Une association canadienne de la magistrature nous dit que «nous sommes dirigés avant tout par la loi et non par ceux qui l’appliquent ou qui exercent avec autorité un pouvoir gouvernemental». Ce qui m’amène à poser la question suivante: lorsqu’on remplace le parti au pouvoir, est-ce qu’on change réellement de gouvernement? C’est une question banale, mais qui peut avoir son importance. Est-ce que le fait de remplacer le parti au pouvoir nous épargne de respecter les contrats signés par les anciens tenants du pouvoir? L’attente pourrait être longue et le coût énorme avant d’obtenir la réponse à cette deuxième question.
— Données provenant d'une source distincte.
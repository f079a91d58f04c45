use clap::Parser;

#[derive(Parser, Debug)]
#[command(name = "outreachbot")]
#[command(about = "Automated outreach pipeline: discover local businesses, scrape contacts, draft and send emails")]
#[command(version)]
pub struct Args {
    /// Create default configuration file at ./config/outreachbot.toml
    #[arg(long)]
    pub init: bool,

    /// City to search for businesses in (e.g. "Austin, TX")
    #[arg(short, long)]
    pub city: Option<String>,

    /// Business categories, comma-separated (e.g. "plumber,roofer")
    #[arg(short = 'g', long)]
    pub category: Option<String>,

    /// File with one website URL per line, bypassing discovery
    #[arg(long, value_name = "FILE", conflicts_with_all = ["city", "category"])]
    pub url_file: Option<String>,

    /// Maximum number of leads to process
    #[arg(short, long, default_value = "20")]
    pub max: usize,

    /// Draft emails without sending them
    #[arg(long)]
    pub dry_run: bool,

    /// Fall back to headless Chrome for pages that fail all HTTP strategies
    #[arg(long)]
    pub use_browser: bool,

    /// Discover leads via the maps API instead of the search-results fallback
    #[arg(long)]
    pub use_maps: bool,

    /// Drop directory/aggregator sites (yelp, yellowpages, ...) from results
    #[arg(long)]
    pub filter_aggregators: bool,

    /// Print the N most recent runs from history and exit
    #[arg(long, value_name = "N", num_args = 0..=1, default_missing_value = "5")]
    pub recall_history: Option<usize>,

    /// Verbose logging (use -v for INFO, -vv for DEBUG)
    #[arg(short, long, action = clap::ArgAction::Count)]
    pub verbose: u8,

    /// Outreach log CSV path (overrides config)
    #[arg(long, value_name = "FILE")]
    pub log_path: Option<String>,

    /// Run history JSON path (overrides config)
    #[arg(long, value_name = "FILE")]
    pub history_path: Option<String>,
}

impl Args {
    /// Check if running from a URL file instead of discovery
    pub fn is_url_file_mode(&self) -> bool {
        self.url_file.is_some()
    }

    pub fn validate(&self) -> Result<(), String> {
        // --init and --recall-history run without discovery input
        if self.init || self.recall_history.is_some() {
            return Ok(());
        }

        if !self.is_url_file_mode() {
            match (&self.city, &self.category) {
                (None, _) => {
                    return Err(
                        "City is required (use --city with --category, or --url-file)".to_string(),
                    )
                }
                (_, None) => {
                    return Err(
                        "Category is required (use --category with --city, or --url-file)"
                            .to_string(),
                    )
                }
                (Some(c), Some(g)) => {
                    if c.trim().is_empty() {
                        return Err("City cannot be empty".to_string());
                    }
                    if g.trim().is_empty() {
                        return Err("Category cannot be empty".to_string());
                    }
                }
            }
        }

        if self.max == 0 {
            return Err("Max leads must be greater than 0".to_string());
        }

        if self.max > 500 {
            return Err("Max leads cannot exceed 500 to avoid overwhelming target sites".to_string());
        }

        Ok(())
    }

    /// Categories split on commas, trimmed, empties dropped
    pub fn categories(&self) -> Vec<String> {
        self.category
            .as_deref()
            .unwrap_or_default()
            .split(',')
            .map(|s| s.trim().to_string())
            .filter(|s| !s.is_empty())
            .collect()
    }
}

#[cfg(test)]
mod tests {
    use super::*;

    fn base_args() -> Args {
        Args {
            init: false,
            city: Some("Austin, TX".to_string()),
            category: Some("plumber".to_string()),
            url_file: None,
            max: 20,
            dry_run: false,
            use_browser: false,
            use_maps: false,
            filter_aggregators: false,
            recall_history: None,
            verbose: 0,
            log_path: None,
            history_path: None,
        }
    }

    #[test]
    fn test_validate_accepts_city_and_category() {
        assert!(base_args().validate().is_ok());
    }

    #[test]
    fn test_validate_requires_city() {
        let mut args = base_args();
        args.city = None;
        assert!(args.validate().is_err());
    }

    #[test]
    fn test_validate_requires_category() {
        let mut args = base_args();
        args.category = None;
        assert!(args.validate().is_err());
    }

    #[test]
    fn test_validate_accepts_url_file_alone() {
        let mut args = base_args();
        args.city = None;
        args.category = None;
        args.url_file = Some("leads.txt".to_string());
        assert!(args.validate().is_ok());
    }

    #[test]
    fn test_validate_rejects_zero_max() {
        let mut args = base_args();
        args.max = 0;
        assert!(args.validate().is_err());
    }

    #[test]
    fn test_init_skips_discovery_validation() {
        let mut args = base_args();
        args.city = None;
        args.category = None;
        args.init = true;
        assert!(args.validate().is_ok());
    }

    #[test]
    fn test_categories_split_and_trimmed() {
        let mut args = base_args();
        args.category = Some("plumber, roofer,,electrician ".to_string());
        assert_eq!(args.categories(), vec!["plumber", "roofer", "electrician"]);
    }
}
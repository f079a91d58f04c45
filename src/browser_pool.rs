//! Browser concurrency pool for headless Chrome instances.
//!
//! Each Chrome process consumes ~100-300 MB RAM. This module limits
//! concurrent browser instances so the rendered-page fallback cannot
//! exhaust memory when many leads need it in one run.
//!
//! Uses std::sync primitives so it works in both async and sync
//! (spawn_blocking) contexts.

/// Maximum concurrent headless Chrome instances.
const MAX_BROWSER_INSTANCES: usize = 2;

/// Global counting semaphore for browser instances.
static BROWSER_SEMAPHORE: once_cell::sync::Lazy<BrowserSemaphore> =
    once_cell::sync::Lazy::new(|| BrowserSemaphore::new(MAX_BROWSER_INSTANCES));

/// A simple counting semaphore using std::sync primitives.
/// Unlike tokio::sync::Semaphore, this works in synchronous contexts
/// (e.g., inside spawn_blocking closures).
struct BrowserSemaphore {
    state: std::sync::Mutex<usize>,
    condvar: std::sync::Condvar,
    max: usize,
}

impl BrowserSemaphore {
    fn new(max: usize) -> Self {
        Self {
            state: std::sync::Mutex::new(0),
            condvar: std::sync::Condvar::new(),
            max,
        }
    }

    /// Acquire a permit, blocking until one is available.
    fn acquire(&self) -> BrowserPermit<'_> {
        let mut count = self.state.lock().unwrap();
        while *count >= self.max {
            count = self.condvar.wait(count).unwrap();
        }
        *count += 1;
        BrowserPermit { semaphore: self }
    }

    fn release(&self) {
        let mut count = self.state.lock().unwrap();
        *count -= 1;
        self.condvar.notify_one();
    }
}

/// RAII guard that releases a browser semaphore permit on drop.
struct BrowserPermit<'a> {
    semaphore: &'a BrowserSemaphore,
}

impl<'a> Drop for BrowserPermit<'a> {
    fn drop(&mut self) {
        self.semaphore.release();
    }
}

/// A Chrome browser instance with an attached semaphore permit.
/// When the BrowserGuard is dropped, the Chrome process is killed AND
/// the semaphore permit is released, allowing another browser to be created.
pub struct BrowserGuard {
    pub browser: headless_chrome::Browser,
    _permit: BrowserPermit<'static>,
}

/// Create a headless Chrome browser instance, gated by a global semaphore.
/// At most MAX_BROWSER_INSTANCES Chrome processes can exist simultaneously.
/// Blocks until a permit is available.
/// Automatically disables sandbox when running inside a container
/// (detected via /.dockerenv or OUTREACHBOT_CONTAINER env var).
///
/// Returns a BrowserGuard that releases the semaphore permit when dropped.
pub fn create_browser() -> anyhow::Result<BrowserGuard> {
    let permit = BROWSER_SEMAPHORE.acquire();

    let is_container = std::env::var("OUTREACHBOT_CONTAINER").is_ok()
        || std::path::Path::new("/.dockerenv").exists();

    let chrome_path: Option<std::path::PathBuf> =
        std::env::var("CHROME_PATH").ok().map(std::path::PathBuf::from);

    // Unique debug port per instance to avoid port conflicts when two
    // browsers overlap. Counter starts at Chrome's default debug port.
    static PORT_COUNTER: std::sync::atomic::AtomicU16 = std::sync::atomic::AtomicU16::new(9222);
    let debug_port = PORT_COUNTER.fetch_add(1, std::sync::atomic::Ordering::Relaxed);
    if debug_port > 9322 {
        PORT_COUNTER.store(9222, std::sync::atomic::Ordering::Relaxed);
    }

    let mut builder = headless_chrome::LaunchOptions::default_builder();
    builder.port(Some(debug_port));
    if is_container {
        builder.sandbox(false);
    }
    if let Some(path) = &chrome_path {
        builder.path(Some(path.clone()));
    }

    let options = builder
        .build()
        .map_err(|e| anyhow::anyhow!("Failed to build Chrome launch options: {}", e))?;
    let browser = headless_chrome::Browser::new(options)
        .map_err(|e| anyhow::anyhow!("Failed to launch headless Chrome: {}", e))?;

    Ok(BrowserGuard {
        browser,
        _permit: permit,
    })
}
Les propriétaires de SWN Resources, Corridor Resources, J.D. Irving et Oxford Frozen Foods, entre autres, s’y intéressent aussi. Ils ont investi beaucoup d’énergie afin de mettre les pattes sur les ressources naturelles (gaz, fibre de bois, terres de la Couronne) de la province et afin de protéger cet accès pour très longtemps. Tour de force réussi, des contrats ont été signés, de l’argent dépensé, des promesses d’investissement annoncées, des actionnaires contentés, des courbettes échangées, des photos de poignées de mains publiées et des élections perdues.

Mais le lendemain arrivé, est-il juridiquement possible et conforme à la règle de droit qui est le fondement de notre société d’ignorer ce qui a été fait et de tenter de faire reculer les aiguilles de l’horloge? Et si un nouveau gouvernement assume nécessairement les engagements légaux du précédent, comment réconcilier alors promesses électorales et les pactes existants? C’est le défi considérable dont font face les dirigeants actuels du Nouveau-Brunswick. Il leur faudra trouver une approche juste pour toutes les personnes concernées. Des solutions qui respectent la règle de droit, mais qui établissent en même temps que l’âne a changé d’ânier.

Cela exigera des qualités de diplomate bien plus qu’une poigne de fer. Le passé nous a parfois donné des dirigeants qui ne se gênent pas pour dépenser l’argent des contribuables afin de tenter d’établir qu’ils ont le pouvoir, finissant trop souvent par confirmer leur propre faiblesse. Il est à se demander dans quel rôle nos gouvernements paraissent plus bêtes, celui d’esclaves ou celui de maîtres.